2.3 Enzyme kinetic studies
200 µl of the same reaction mixture was prepared. The varied concentration ranges were 0.1–1.0 mM for both D-limonene and DL-glyceraldehyde compounds. Km and Vmax of AR was estimated through numerous concentrations of DL-glyceraldehyde as the substrate by Lineweaver-Burk double reciprocal plots.
2.4 Lens organ culture
Lens organ culture was performed as previously published by Reddy et al. (2000). Briefly, 60-day-old SD (Sprague Dawley) rat eye balls were dissected with the anterior approach. The lenses were incubated in 2 mL of TC-199 medium (ThermoFischer) at 37 °C at 5% CO2 and 50 mM glucose with or without D-limonene (13.49 µM/ml). Using the prepared medium with 30 mM fructose and 5.5 mM glucose, the lenses were incubated and treated with osmotic controls. Lenses were maintained in sorbitol for 24 h or 10 d for morphology studies. Completion of incubation was conducted by visual cues, and lenses were placed in transparent glass slides.
2.5 Sorbitol estimation in lens
Sustained lenses were placed in organ culture consisted of M199 with Earl's balanced salt solution, 3% fetal calf serum, and antibiotics (Penicillin 100 U ml − 1 and Streptomycin 0·1 mg ml−1) for 24 h, and were treated with 9 volumes of 0.8 M perchloric acid. Homogenates were centrifuged at 5000×g at 4 °C for 10 mins and the supernatant pH was adjusted to 3.5 with 0.5 M potassium carbonate. This protocol was initially published by Rao and Bhat (1989) using JASCO FP-750 spectrofluorimeter.
2.6 Animal experiment and induction of diabetes
Three month old male rats with an average weight of 220 ± 6 g were used in this study which was procured from the Departmental Animal House. All animal experiments were carried out as per the ethical guidelines for animal experimentation. Rats were fed the AIN-93 diet. Eight rats were involved in control group (Group-I) and received the STZ-injection (Streptozotocin-Induced) in 0.1 M citrate buffer. After 3-days, fasting glucose levels were monitored and abnormal glucose levels were categorized into 3 groups; Group-II (Gr. II) is considered a diabetic control group and was fed with a consistent AIN-93 diet. Group-III (Gr. III; n = 6) and Group-IV (Gr. IV; n = 6) were fed an AIN-93 diet with 0.013% or 0.13% of D-limonene, respectively. Every week, serum glucose levels were measured after overnight fasting for 8–10 h. Cataract progression was assessed as per the Suryanarayana et al. (2005) study. After 8 weeks, rats were used for in vivo studies.

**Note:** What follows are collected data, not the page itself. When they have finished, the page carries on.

//! Repository contracts
//!
//! Every method takes an explicit transaction handle obtained from
//! [`Database::begin`]. Nothing is visible to other transactions until
//! [`Database::commit`]; dropping a handle rolls its writes back.

pub mod memory;
pub mod postgres;

use async_trait::async_trait;
use chrono::{DateTime, NaiveDate, Utc};
use thiserror::Error;
use uuid::Uuid;

use crate::application::{
    Application, ApplicationStageEntry, OfferLetter, PropertyClosing,
};
use crate::dip::{
    ConditionPrecedent, ConditionPrecedentStatus, Dip, Eligibility, LoanOffer,
};
use crate::escrow::{EscrowInformation, EscrowMeetingStatus, EscrowStatus};
use crate::loan::{Loan, RepaymentScheduleEntry};
use crate::models::{DecisionStatus, Organization, Property};
use crate::review::{ReviewApproval, ReviewRequest, ReviewStage};

pub use memory::MemoryStore;
pub use postgres::PgStore;

#[derive(Debug, Error)]
pub enum StoreError {
    /// A uniqueness rule rejected the write
    #[error("duplicate {0}")]
    Duplicate(String),

    #[error(transparent)]
    Database(#[from] sqlx::Error),
}

pub type StoreResult<T> = Result<T, StoreError>;

#[async_trait]
pub trait Database: Send + Sync + 'static {
    type Tx: Send;

    async fn begin(&self) -> StoreResult<Self::Tx>;

    async fn commit(&self, tx: Self::Tx) -> StoreResult<()>;
}

/// Properties and organizations, owned by other services
#[async_trait]
pub trait DirectoryRepository: Database {
    async fn find_property(&self, tx: &mut Self::Tx, id: Uuid) -> StoreResult<Option<Property>>;

    async fn find_organization(
        &self,
        tx: &mut Self::Tx,
        id: Uuid,
    ) -> StoreResult<Option<Organization>>;

    async fn find_internal_organization(
        &self,
        tx: &mut Self::Tx,
    ) -> StoreResult<Option<Organization>>;
}

#[async_trait]
pub trait ApplicationRepository: Database {
    async fn insert_application(&self, tx: &mut Self::Tx, app: &Application) -> StoreResult<()>;

    async fn find_application(
        &self,
        tx: &mut Self::Tx,
        id: Uuid,
    ) -> StoreResult<Option<Application>>;

    async fn update_application(&self, tx: &mut Self::Tx, app: &Application) -> StoreResult<()>;

    async fn list_applications_for_user(
        &self,
        tx: &mut Self::Tx,
        user_id: Uuid,
    ) -> StoreResult<Vec<Application>>;

    /// Returns false when the (application, stage, actor) entry already exists
    async fn append_stage(
        &self,
        tx: &mut Self::Tx,
        entry: &ApplicationStageEntry,
    ) -> StoreResult<bool>;

    async fn list_stages(
        &self,
        tx: &mut Self::Tx,
        application_id: Uuid,
    ) -> StoreResult<Vec<ApplicationStageEntry>>;
}

#[async_trait]
pub trait ReviewRequestRepository: Database {
    async fn insert_review_request(
        &self,
        tx: &mut Self::Tx,
        request: &ReviewRequest,
    ) -> StoreResult<()>;

    async fn find_review_request(
        &self,
        tx: &mut Self::Tx,
        id: Uuid,
    ) -> StoreResult<Option<ReviewRequest>>;

    /// Moves a Pending request to a terminal status; false if it was not Pending
    async fn finish_review_request(
        &self,
        tx: &mut Self::Tx,
        id: Uuid,
        status: DecisionStatus,
        resolved_at: DateTime<Utc>,
    ) -> StoreResult<bool>;

    /// Stage configuration for a request type, ordered by `stage_order`
    async fn list_review_stages(
        &self,
        tx: &mut Self::Tx,
        request_type: &str,
    ) -> StoreResult<Vec<ReviewStage>>;

    async fn insert_approval(&self, tx: &mut Self::Tx, approval: &ReviewApproval) -> StoreResult<()>;

    async fn find_approval(
        &self,
        tx: &mut Self::Tx,
        id: Uuid,
    ) -> StoreResult<Option<ReviewApproval>>;

    /// Conditional on the approval still being Pending
    async fn decide_approval(
        &self,
        tx: &mut Self::Tx,
        id: Uuid,
        status: DecisionStatus,
        approver_id: Uuid,
        decided_at: DateTime<Utc>,
    ) -> StoreResult<bool>;

    /// Approvals of one request in creation order
    async fn list_approvals(
        &self,
        tx: &mut Self::Tx,
        review_request_id: Uuid,
    ) -> StoreResult<Vec<ReviewApproval>>;

    async fn list_pending_approvals(
        &self,
        tx: &mut Self::Tx,
        organization_id: Uuid,
    ) -> StoreResult<Vec<ReviewApproval>>;
}

#[async_trait]
pub trait OfferLetterRepository: Database {
    async fn insert_offer_letter(&self, tx: &mut Self::Tx, letter: &OfferLetter) -> StoreResult<()>;

    async fn find_offer_letter(
        &self,
        tx: &mut Self::Tx,
        id: Uuid,
    ) -> StoreResult<Option<OfferLetter>>;

    async fn find_offer_letter_by_review(
        &self,
        tx: &mut Self::Tx,
        review_request_id: Uuid,
    ) -> StoreResult<Option<OfferLetter>>;

    async fn set_offer_letter_status(
        &self,
        tx: &mut Self::Tx,
        id: Uuid,
        status: DecisionStatus,
    ) -> StoreResult<()>;
}

#[async_trait]
pub trait ClosingRepository: Database {
    async fn insert_closing(&self, tx: &mut Self::Tx, closing: &PropertyClosing) -> StoreResult<()>;

    async fn find_closing(
        &self,
        tx: &mut Self::Tx,
        id: Uuid,
    ) -> StoreResult<Option<PropertyClosing>>;

    /// Conditional on the closing still being Pending
    async fn decide_closing(
        &self,
        tx: &mut Self::Tx,
        id: Uuid,
        status: DecisionStatus,
        decided_by: Uuid,
        decided_at: DateTime<Utc>,
    ) -> StoreResult<bool>;
}

#[async_trait]
pub trait EscrowRepository: Database {
    async fn insert_escrow_status(&self, tx: &mut Self::Tx, status: &EscrowStatus) -> StoreResult<()>;

    async fn find_escrow_status(
        &self,
        tx: &mut Self::Tx,
        id: Uuid,
    ) -> StoreResult<Option<EscrowStatus>>;

    async fn find_escrow_status_by_review(
        &self,
        tx: &mut Self::Tx,
        review_request_id: Uuid,
    ) -> StoreResult<Option<EscrowStatus>>;

    /// Compare-and-set on the meeting status
    async fn transition_escrow_status(
        &self,
        tx: &mut Self::Tx,
        id: Uuid,
        from: EscrowMeetingStatus,
        to: EscrowMeetingStatus,
    ) -> StoreResult<bool>;

    async fn insert_escrow_information(
        &self,
        tx: &mut Self::Tx,
        info: &EscrowInformation,
    ) -> StoreResult<()>;

    async fn find_escrow_information(
        &self,
        tx: &mut Self::Tx,
        id: Uuid,
    ) -> StoreResult<Option<EscrowInformation>>;
}

#[async_trait]
pub trait EligibilityRepository: Database {
    async fn insert_eligibility(&self, tx: &mut Self::Tx, eligibility: &Eligibility) -> StoreResult<()>;

    async fn find_eligibility(
        &self,
        tx: &mut Self::Tx,
        id: Uuid,
    ) -> StoreResult<Option<Eligibility>>;

    async fn update_eligibility(&self, tx: &mut Self::Tx, eligibility: &Eligibility) -> StoreResult<()>;
}

#[async_trait]
pub trait DipRepository: Database {
    /// `Duplicate` when a DIP already exists for the eligibility
    async fn insert_dip(&self, tx: &mut Self::Tx, dip: &Dip) -> StoreResult<()>;

    async fn find_dip(&self, tx: &mut Self::Tx, id: Uuid) -> StoreResult<Option<Dip>>;

    async fn find_dip_by_eligibility(
        &self,
        tx: &mut Self::Tx,
        eligibility_id: Uuid,
    ) -> StoreResult<Option<Dip>>;

    async fn update_dip(&self, tx: &mut Self::Tx, dip: &Dip) -> StoreResult<()>;

    /// Eligibilities of open mortgage applications whose offer letter is
    /// approved but which never got a DIP
    async fn list_eligibilities_awaiting_dip(&self, tx: &mut Self::Tx) -> StoreResult<Vec<Uuid>>;
}

#[async_trait]
pub trait LoanOfferRepository: Database {
    async fn insert_loan_offer(&self, tx: &mut Self::Tx, offer: &LoanOffer) -> StoreResult<()>;

    async fn find_loan_offer(&self, tx: &mut Self::Tx, id: Uuid) -> StoreResult<Option<LoanOffer>>;

    async fn update_loan_offer(&self, tx: &mut Self::Tx, offer: &LoanOffer) -> StoreResult<()>;
}

#[async_trait]
pub trait ConditionPrecedentRepository: Database {
    /// `Duplicate` when the application already has one
    async fn insert_condition_precedent(
        &self,
        tx: &mut Self::Tx,
        cp: &ConditionPrecedent,
    ) -> StoreResult<()>;

    async fn find_condition_precedent(
        &self,
        tx: &mut Self::Tx,
        id: Uuid,
    ) -> StoreResult<Option<ConditionPrecedent>>;

    async fn find_condition_precedent_by_application(
        &self,
        tx: &mut Self::Tx,
        application_id: Uuid,
    ) -> StoreResult<Option<ConditionPrecedent>>;

    async fn set_condition_precedent_status(
        &self,
        tx: &mut Self::Tx,
        id: Uuid,
        status: ConditionPrecedentStatus,
    ) -> StoreResult<()>;

    /// Pending condition precedents whose application has no loan yet
    async fn list_unoriginated_condition_precedents(
        &self,
        tx: &mut Self::Tx,
    ) -> StoreResult<Vec<ConditionPrecedent>>;
}

#[async_trait]
pub trait LoanRepository: Database {
    /// `Duplicate` when the application already has a loan
    async fn insert_loan(&self, tx: &mut Self::Tx, loan: &Loan) -> StoreResult<()>;

    async fn find_loan(&self, tx: &mut Self::Tx, id: Uuid) -> StoreResult<Option<Loan>>;

    async fn find_loan_by_application(
        &self,
        tx: &mut Self::Tx,
        application_id: Uuid,
    ) -> StoreResult<Option<Loan>>;

    async fn update_loan(&self, tx: &mut Self::Tx, loan: &Loan) -> StoreResult<()>;

    async fn list_loans_for_user(&self, tx: &mut Self::Tx, user_id: Uuid) -> StoreResult<Vec<Loan>>;
}

#[async_trait]
pub trait LoanRepaymentScheduleRepository: Database {
    async fn insert_schedule(
        &self,
        tx: &mut Self::Tx,
        entries: &[RepaymentScheduleEntry],
    ) -> StoreResult<()>;

    /// Entries of one loan ordered by payment number
    async fn list_schedule(
        &self,
        tx: &mut Self::Tx,
        loan_id: Uuid,
    ) -> StoreResult<Vec<RepaymentScheduleEntry>>;

    async fn find_repayment(
        &self,
        tx: &mut Self::Tx,
        id: Uuid,
    ) -> StoreResult<Option<RepaymentScheduleEntry>>;

    /// Pending entries with `due_date < today`
    async fn list_past_due_repayments(
        &self,
        tx: &mut Self::Tx,
        today: NaiveDate,
    ) -> StoreResult<Vec<RepaymentScheduleEntry>>;

    /// Conditional on the entry still being Pending
    async fn mark_repayment_overdue(&self, tx: &mut Self::Tx, id: Uuid) -> StoreResult<bool>;

    /// Conditional on the entry not being Paid yet
    async fn mark_repayment_paid(
        &self,
        tx: &mut Self::Tx,
        id: Uuid,
        paid_at: DateTime<Utc>,
    ) -> StoreResult<bool>;
}

/// Everything the services need from storage
pub trait Store:
    DirectoryRepository
    + ApplicationRepository
    + ReviewRequestRepository
    + OfferLetterRepository
    + ClosingRepository
    + EscrowRepository
    + EligibilityRepository
    + DipRepository
    + LoanOfferRepository
    + ConditionPrecedentRepository
    + LoanRepository
    + LoanRepaymentScheduleRepository
{
}

impl<T> Store for T where
    T: DirectoryRepository
        + ApplicationRepository
        + ReviewRequestRepository
        + OfferLetterRepository
        + ClosingRepository
        + EscrowRepository
        + EligibilityRepository
        + DipRepository
        + LoanOfferRepository
        + ConditionPrecedentRepository
        + LoanRepository
        + LoanRepaymentScheduleRepository
{
}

2.7 Isolation of α-crystalline from rat lens
To perform isolation of α-crystalline, lenses were pooled from 5 to 6 rats and 10% of the tissue homogenate was isolated in TNE buffer (25 mM Tris-Hcl; 0.5 mM of EDTA and 100 mM of NaCl). The homogenate was centrifuged at 1000 rpm for 20 min at 4 °C and the pellet was used for further extraction. This technique was performed by adopting the earlier studies (Reddy et al., 2000).
2.8 Estimation of glycation of protein
Quantification of protein glycation in the rat lens was performed with boronate-affinity chromatography. One column was filled with aminophenylboric-acid and agarose beads and the other 5 columns were filled with “equilibrator buffer (0.25 M ammonium acetate, pH 8.5, 0.05 M MgCl2)”. Rat lens TSP (Trigonella foenum graecum seed powder) was applied to the column and the non-glycated protein fraction was eluted with equilibrator buffer while the glycated protein was bound to the phenyl boronate matrix (Kumar et al., 2009). A UV–Vis (Ultraviolet–visible) spectrophotometer instrument was used to perform this experiment.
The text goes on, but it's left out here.